▶ [Your task]: Filter the material below so that only lines containing "InMemoryStateStore" remain.

▶ [Dataset]:
■ ■ ■ ■ ■ ■ ■
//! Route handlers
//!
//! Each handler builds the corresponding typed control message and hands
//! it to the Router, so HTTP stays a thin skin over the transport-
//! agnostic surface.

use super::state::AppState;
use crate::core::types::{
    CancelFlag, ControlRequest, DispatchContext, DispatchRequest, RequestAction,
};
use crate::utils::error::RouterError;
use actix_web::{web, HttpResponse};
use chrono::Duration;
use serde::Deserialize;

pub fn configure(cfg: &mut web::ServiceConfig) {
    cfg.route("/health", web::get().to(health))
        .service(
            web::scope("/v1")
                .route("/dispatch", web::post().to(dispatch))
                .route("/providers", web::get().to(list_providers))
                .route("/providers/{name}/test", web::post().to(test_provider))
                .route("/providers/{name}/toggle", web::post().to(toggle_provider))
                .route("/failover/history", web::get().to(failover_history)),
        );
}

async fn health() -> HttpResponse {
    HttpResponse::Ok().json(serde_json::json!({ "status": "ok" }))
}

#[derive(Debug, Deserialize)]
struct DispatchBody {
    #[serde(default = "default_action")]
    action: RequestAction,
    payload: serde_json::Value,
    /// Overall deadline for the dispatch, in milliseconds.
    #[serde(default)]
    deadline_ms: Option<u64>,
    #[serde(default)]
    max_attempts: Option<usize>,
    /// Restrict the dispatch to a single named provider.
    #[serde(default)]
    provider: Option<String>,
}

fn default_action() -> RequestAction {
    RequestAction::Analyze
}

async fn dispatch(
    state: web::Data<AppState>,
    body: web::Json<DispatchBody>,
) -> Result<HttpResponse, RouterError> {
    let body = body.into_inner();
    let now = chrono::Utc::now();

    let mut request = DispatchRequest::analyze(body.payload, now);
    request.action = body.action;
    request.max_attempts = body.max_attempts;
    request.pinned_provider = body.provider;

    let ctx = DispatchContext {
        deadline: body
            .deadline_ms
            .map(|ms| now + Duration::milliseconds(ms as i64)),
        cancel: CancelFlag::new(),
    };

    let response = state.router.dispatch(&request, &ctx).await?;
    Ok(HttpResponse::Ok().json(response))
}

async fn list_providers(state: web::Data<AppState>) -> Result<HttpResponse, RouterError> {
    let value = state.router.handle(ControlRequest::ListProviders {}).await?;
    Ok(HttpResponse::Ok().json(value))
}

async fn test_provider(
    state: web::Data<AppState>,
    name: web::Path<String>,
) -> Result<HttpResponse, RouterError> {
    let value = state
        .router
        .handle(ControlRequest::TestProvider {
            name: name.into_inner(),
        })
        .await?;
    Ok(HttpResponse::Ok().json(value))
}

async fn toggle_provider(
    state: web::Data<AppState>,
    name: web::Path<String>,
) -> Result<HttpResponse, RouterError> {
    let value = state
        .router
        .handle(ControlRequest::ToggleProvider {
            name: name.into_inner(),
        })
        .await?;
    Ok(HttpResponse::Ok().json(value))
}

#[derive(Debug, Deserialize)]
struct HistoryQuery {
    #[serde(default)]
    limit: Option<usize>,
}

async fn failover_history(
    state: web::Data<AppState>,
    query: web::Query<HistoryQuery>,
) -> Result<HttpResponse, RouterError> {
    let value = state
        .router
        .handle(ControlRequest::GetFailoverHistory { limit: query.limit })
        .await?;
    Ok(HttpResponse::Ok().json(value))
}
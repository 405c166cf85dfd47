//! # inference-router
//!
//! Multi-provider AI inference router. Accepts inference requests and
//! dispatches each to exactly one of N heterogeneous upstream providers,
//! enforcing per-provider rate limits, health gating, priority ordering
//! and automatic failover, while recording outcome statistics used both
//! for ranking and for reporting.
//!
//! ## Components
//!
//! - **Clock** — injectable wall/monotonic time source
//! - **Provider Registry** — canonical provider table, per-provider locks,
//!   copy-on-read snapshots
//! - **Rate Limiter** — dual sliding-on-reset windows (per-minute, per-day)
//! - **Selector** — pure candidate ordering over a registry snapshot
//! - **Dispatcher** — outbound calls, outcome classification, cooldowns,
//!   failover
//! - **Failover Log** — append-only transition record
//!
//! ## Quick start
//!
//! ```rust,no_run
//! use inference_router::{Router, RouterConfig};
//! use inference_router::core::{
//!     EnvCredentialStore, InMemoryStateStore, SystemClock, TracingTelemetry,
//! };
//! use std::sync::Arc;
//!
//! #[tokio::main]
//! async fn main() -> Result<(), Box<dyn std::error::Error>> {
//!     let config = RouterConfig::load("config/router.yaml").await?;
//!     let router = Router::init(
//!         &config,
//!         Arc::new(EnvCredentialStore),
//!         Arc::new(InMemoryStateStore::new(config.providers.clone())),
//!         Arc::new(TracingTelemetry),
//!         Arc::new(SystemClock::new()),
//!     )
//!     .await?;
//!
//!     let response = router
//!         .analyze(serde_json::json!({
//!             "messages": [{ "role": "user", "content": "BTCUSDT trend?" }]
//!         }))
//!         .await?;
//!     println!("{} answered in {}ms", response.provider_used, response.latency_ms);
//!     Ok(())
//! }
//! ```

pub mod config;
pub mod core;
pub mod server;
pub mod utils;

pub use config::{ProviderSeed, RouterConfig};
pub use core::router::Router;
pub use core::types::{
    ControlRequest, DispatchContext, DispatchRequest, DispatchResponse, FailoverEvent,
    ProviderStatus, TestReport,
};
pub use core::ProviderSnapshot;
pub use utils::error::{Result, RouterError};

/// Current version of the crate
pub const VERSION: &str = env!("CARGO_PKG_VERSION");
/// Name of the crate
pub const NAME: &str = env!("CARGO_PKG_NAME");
■ ■ ■ ■ ■ ■ ■
▶ [Result for this exercise]:
//!     EnvCredentialStore, InMemoryStateStore, SystemClock, TracingTelemetry,
//!         Arc::new(InMemoryStateStore::new(config.providers.clone())),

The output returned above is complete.